Begin at the line containing "assert_eq!(line.end.x, 1888.0);" in the data below and go on through the line containing "snap = layer.extract(&thawing_record(), &arctic_projection());", repeating each line exactly; include both ends and no other line.

--- PROVIDED DATA ---
━━━━━━━━

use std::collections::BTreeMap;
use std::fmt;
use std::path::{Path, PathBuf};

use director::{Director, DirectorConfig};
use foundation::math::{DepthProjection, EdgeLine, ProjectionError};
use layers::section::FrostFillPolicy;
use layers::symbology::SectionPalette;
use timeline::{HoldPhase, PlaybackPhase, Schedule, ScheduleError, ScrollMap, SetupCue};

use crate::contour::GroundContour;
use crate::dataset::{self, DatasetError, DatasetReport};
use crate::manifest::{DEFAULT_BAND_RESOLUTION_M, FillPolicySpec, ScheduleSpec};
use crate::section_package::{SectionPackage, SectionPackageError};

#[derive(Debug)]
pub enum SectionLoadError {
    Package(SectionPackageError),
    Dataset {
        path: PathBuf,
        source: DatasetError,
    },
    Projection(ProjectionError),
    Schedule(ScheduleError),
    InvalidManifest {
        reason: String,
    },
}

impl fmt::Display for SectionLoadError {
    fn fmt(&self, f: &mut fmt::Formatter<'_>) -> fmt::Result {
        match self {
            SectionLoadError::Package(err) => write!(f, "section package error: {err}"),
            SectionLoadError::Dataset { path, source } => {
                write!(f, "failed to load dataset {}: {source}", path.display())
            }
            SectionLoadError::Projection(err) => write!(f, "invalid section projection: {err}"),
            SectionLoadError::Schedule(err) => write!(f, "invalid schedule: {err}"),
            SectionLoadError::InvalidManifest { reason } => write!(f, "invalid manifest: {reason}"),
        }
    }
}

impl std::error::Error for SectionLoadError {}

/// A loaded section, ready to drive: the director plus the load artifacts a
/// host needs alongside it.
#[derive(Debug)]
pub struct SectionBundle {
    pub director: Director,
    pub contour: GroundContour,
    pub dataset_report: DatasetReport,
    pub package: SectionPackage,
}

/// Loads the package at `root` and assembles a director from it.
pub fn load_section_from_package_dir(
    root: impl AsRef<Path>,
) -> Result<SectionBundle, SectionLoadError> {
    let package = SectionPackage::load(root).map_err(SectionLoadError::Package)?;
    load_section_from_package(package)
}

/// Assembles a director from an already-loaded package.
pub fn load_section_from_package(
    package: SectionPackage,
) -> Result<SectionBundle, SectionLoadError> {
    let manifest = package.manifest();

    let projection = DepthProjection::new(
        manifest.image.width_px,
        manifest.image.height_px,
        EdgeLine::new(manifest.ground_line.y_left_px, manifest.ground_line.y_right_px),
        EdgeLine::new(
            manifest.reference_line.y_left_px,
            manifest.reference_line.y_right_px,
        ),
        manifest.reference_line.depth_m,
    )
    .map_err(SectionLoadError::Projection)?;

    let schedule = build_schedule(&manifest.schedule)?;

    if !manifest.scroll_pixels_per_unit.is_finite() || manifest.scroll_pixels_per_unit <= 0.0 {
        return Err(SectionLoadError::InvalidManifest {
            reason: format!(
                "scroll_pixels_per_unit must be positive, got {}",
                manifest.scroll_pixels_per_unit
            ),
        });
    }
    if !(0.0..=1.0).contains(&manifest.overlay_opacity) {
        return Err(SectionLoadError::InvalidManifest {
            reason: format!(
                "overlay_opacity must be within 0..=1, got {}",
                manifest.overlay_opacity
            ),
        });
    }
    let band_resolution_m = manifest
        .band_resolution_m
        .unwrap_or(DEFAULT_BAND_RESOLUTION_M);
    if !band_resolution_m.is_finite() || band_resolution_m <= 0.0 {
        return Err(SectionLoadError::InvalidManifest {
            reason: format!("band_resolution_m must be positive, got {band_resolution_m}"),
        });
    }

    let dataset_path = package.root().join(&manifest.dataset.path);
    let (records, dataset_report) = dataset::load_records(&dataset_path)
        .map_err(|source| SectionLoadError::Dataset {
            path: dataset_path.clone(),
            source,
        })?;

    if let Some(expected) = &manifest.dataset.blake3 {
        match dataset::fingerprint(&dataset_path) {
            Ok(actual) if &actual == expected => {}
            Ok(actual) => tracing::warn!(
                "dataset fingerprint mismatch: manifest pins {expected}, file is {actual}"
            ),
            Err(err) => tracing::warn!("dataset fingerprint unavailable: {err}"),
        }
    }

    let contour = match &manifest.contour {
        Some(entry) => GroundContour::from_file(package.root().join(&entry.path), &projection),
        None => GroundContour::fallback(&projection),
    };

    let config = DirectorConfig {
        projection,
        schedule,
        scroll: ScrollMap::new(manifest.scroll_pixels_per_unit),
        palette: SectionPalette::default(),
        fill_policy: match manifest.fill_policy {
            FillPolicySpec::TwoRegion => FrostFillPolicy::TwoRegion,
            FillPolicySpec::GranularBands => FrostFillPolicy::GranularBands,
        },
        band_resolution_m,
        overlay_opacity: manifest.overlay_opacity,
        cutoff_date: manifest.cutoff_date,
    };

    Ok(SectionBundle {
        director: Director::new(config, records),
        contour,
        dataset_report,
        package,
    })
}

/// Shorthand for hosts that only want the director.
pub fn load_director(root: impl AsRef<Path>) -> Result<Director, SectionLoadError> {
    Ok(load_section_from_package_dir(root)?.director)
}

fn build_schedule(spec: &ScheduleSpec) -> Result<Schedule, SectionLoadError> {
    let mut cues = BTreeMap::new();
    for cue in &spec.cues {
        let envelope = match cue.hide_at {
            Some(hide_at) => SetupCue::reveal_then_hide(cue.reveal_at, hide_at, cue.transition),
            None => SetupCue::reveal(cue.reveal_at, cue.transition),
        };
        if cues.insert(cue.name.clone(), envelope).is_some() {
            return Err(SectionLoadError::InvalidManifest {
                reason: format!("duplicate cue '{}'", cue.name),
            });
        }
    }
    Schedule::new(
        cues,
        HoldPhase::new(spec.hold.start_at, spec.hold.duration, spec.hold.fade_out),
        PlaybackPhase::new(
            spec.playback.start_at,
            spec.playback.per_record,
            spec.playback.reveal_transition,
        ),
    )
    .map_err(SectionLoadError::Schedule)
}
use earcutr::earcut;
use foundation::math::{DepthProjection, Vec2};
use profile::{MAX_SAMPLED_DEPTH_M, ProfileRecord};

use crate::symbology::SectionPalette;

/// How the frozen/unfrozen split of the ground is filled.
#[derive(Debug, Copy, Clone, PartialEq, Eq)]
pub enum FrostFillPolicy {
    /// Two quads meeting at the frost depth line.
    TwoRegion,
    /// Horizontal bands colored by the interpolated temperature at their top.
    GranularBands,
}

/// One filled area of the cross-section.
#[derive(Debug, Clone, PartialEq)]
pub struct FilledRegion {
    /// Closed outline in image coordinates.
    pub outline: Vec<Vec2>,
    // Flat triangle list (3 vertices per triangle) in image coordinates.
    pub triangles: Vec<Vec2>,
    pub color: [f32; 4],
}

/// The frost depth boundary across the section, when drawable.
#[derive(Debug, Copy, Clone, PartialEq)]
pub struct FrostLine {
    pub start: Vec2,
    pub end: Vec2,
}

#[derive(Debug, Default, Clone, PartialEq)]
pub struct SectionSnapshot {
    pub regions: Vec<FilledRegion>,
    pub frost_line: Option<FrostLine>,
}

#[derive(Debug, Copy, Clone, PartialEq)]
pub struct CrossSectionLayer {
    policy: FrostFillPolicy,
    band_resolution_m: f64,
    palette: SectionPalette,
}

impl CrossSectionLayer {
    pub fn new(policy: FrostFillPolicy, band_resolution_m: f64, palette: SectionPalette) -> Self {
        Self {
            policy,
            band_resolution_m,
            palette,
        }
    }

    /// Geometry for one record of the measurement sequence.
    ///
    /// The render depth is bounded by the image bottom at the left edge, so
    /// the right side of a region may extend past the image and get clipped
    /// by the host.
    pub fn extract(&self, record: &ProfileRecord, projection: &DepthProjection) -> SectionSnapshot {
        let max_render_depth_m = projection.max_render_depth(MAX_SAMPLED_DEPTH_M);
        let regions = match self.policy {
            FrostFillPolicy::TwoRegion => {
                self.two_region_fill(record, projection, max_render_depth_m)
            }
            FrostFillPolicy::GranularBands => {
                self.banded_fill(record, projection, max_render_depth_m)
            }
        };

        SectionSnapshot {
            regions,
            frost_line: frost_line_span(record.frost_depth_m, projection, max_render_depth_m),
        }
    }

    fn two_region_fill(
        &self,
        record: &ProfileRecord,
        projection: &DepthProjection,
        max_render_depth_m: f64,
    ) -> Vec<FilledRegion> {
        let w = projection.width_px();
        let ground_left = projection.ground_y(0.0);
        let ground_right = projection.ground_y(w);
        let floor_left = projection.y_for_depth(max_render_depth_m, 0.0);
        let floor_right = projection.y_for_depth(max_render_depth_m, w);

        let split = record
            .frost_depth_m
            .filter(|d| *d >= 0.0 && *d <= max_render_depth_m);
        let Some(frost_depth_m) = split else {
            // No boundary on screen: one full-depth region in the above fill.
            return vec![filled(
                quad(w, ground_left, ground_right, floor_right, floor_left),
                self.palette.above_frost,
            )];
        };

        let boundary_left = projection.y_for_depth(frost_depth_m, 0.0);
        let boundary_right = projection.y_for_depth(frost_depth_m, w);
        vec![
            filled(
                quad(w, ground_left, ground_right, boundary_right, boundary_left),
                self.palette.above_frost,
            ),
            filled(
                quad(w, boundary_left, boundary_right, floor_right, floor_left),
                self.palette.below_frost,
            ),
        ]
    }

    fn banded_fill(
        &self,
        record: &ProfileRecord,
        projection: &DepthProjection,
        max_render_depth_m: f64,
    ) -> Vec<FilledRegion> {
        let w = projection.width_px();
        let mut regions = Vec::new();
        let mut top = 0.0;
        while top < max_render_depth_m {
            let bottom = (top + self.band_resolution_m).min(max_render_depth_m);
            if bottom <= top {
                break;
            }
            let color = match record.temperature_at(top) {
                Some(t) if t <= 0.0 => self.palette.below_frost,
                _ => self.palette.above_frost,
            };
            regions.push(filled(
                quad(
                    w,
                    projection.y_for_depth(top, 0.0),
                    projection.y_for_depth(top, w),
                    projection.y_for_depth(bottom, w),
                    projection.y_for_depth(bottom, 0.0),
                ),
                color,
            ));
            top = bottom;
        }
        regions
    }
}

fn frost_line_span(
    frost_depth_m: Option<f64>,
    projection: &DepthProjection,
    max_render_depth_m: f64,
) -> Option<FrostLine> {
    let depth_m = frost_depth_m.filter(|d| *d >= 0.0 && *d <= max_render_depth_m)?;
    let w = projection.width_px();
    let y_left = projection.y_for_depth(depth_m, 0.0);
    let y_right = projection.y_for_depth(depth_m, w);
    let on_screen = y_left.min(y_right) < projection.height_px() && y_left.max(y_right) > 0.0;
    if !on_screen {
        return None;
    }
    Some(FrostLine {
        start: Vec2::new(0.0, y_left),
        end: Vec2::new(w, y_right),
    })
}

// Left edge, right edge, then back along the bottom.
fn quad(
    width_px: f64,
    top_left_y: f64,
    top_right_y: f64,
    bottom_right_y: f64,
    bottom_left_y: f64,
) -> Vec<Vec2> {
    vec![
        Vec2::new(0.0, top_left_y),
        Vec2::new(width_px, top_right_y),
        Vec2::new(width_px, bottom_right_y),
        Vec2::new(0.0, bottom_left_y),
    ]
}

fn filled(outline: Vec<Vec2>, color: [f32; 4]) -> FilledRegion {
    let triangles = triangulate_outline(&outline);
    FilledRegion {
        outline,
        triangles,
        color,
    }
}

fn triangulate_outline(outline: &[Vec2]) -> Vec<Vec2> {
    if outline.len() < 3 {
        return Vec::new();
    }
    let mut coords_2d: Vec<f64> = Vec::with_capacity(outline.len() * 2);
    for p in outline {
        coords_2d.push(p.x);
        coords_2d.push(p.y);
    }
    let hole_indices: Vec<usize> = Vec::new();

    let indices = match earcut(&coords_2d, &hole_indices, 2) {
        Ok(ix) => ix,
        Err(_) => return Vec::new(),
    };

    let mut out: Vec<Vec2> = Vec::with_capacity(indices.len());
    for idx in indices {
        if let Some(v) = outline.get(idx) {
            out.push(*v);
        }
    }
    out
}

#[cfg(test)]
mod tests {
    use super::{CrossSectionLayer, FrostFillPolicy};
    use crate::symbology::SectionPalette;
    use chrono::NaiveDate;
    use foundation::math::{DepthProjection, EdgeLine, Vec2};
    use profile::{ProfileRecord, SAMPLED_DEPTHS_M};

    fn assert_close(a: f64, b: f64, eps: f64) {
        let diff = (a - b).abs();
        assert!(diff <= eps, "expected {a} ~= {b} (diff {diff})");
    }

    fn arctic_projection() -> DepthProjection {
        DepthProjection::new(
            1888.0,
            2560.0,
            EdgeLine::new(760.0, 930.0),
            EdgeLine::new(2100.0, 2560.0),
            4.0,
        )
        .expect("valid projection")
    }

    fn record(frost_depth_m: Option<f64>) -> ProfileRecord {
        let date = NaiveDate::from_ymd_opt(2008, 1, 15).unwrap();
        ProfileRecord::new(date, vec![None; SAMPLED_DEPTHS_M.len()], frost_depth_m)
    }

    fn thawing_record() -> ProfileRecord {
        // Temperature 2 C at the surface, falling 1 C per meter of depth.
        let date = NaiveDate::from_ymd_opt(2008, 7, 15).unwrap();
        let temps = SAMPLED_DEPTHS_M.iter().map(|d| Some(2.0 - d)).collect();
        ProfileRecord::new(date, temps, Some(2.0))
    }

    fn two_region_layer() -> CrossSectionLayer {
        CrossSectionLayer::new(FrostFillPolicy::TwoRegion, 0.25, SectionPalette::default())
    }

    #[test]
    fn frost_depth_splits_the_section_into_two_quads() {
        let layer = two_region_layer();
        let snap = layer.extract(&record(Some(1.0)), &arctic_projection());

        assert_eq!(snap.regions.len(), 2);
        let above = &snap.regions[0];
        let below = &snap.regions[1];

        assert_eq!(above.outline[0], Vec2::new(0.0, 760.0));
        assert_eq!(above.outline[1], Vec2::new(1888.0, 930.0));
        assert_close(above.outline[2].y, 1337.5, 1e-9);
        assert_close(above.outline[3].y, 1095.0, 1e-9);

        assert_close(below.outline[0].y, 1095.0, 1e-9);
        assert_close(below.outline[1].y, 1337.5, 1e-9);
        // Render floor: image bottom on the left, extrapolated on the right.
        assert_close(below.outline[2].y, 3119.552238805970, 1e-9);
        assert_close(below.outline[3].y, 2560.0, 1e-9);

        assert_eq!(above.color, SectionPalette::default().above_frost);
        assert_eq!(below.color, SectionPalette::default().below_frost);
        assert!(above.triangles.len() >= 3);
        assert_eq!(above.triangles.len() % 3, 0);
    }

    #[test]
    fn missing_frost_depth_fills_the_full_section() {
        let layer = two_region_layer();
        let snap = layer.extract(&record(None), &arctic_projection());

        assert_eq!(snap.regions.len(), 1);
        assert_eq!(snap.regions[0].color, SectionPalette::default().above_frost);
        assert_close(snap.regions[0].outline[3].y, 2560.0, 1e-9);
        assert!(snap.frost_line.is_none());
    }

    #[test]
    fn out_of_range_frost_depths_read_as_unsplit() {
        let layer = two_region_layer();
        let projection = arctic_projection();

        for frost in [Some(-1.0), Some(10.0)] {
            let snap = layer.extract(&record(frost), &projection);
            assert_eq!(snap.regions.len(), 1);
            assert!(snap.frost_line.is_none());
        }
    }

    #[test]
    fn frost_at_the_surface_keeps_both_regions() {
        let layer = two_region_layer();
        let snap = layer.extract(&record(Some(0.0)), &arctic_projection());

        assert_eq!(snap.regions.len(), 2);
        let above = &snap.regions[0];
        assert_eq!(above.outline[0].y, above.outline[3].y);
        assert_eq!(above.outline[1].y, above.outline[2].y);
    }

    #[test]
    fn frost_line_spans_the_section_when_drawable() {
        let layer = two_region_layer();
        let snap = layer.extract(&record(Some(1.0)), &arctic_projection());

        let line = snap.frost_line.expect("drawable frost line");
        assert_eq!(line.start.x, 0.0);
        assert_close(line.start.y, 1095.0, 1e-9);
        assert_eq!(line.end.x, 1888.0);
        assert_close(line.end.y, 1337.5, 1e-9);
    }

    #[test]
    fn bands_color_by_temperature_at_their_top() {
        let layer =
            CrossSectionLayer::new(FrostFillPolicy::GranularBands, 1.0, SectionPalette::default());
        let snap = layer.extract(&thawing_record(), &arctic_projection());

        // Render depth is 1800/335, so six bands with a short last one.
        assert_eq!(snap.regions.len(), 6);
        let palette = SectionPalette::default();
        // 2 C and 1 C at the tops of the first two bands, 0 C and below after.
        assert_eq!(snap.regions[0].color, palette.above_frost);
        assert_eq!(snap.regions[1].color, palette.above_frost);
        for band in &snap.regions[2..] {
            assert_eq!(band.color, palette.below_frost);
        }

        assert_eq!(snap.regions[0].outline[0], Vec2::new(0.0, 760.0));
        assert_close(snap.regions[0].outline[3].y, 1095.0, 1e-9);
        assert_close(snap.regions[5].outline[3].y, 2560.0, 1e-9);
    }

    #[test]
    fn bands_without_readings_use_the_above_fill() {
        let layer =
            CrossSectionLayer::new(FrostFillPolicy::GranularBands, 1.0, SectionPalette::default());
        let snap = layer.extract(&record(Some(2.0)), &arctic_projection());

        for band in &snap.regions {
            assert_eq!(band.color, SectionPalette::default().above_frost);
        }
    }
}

━━━━━━━━

--- WORKED SOLUTION ---
        assert_eq!(line.end.x, 1888.0);
        assert_close(line.end.y, 1337.5, 1e-9);
    }

    #[test]
    fn bands_color_by_temperature_at_their_top() {
        let layer =
            CrossSectionLayer::new(FrostFillPolicy::GranularBands, 1.0, SectionPalette::default());
        let snap = layer.extract(&thawing_record(), &arctic_projection());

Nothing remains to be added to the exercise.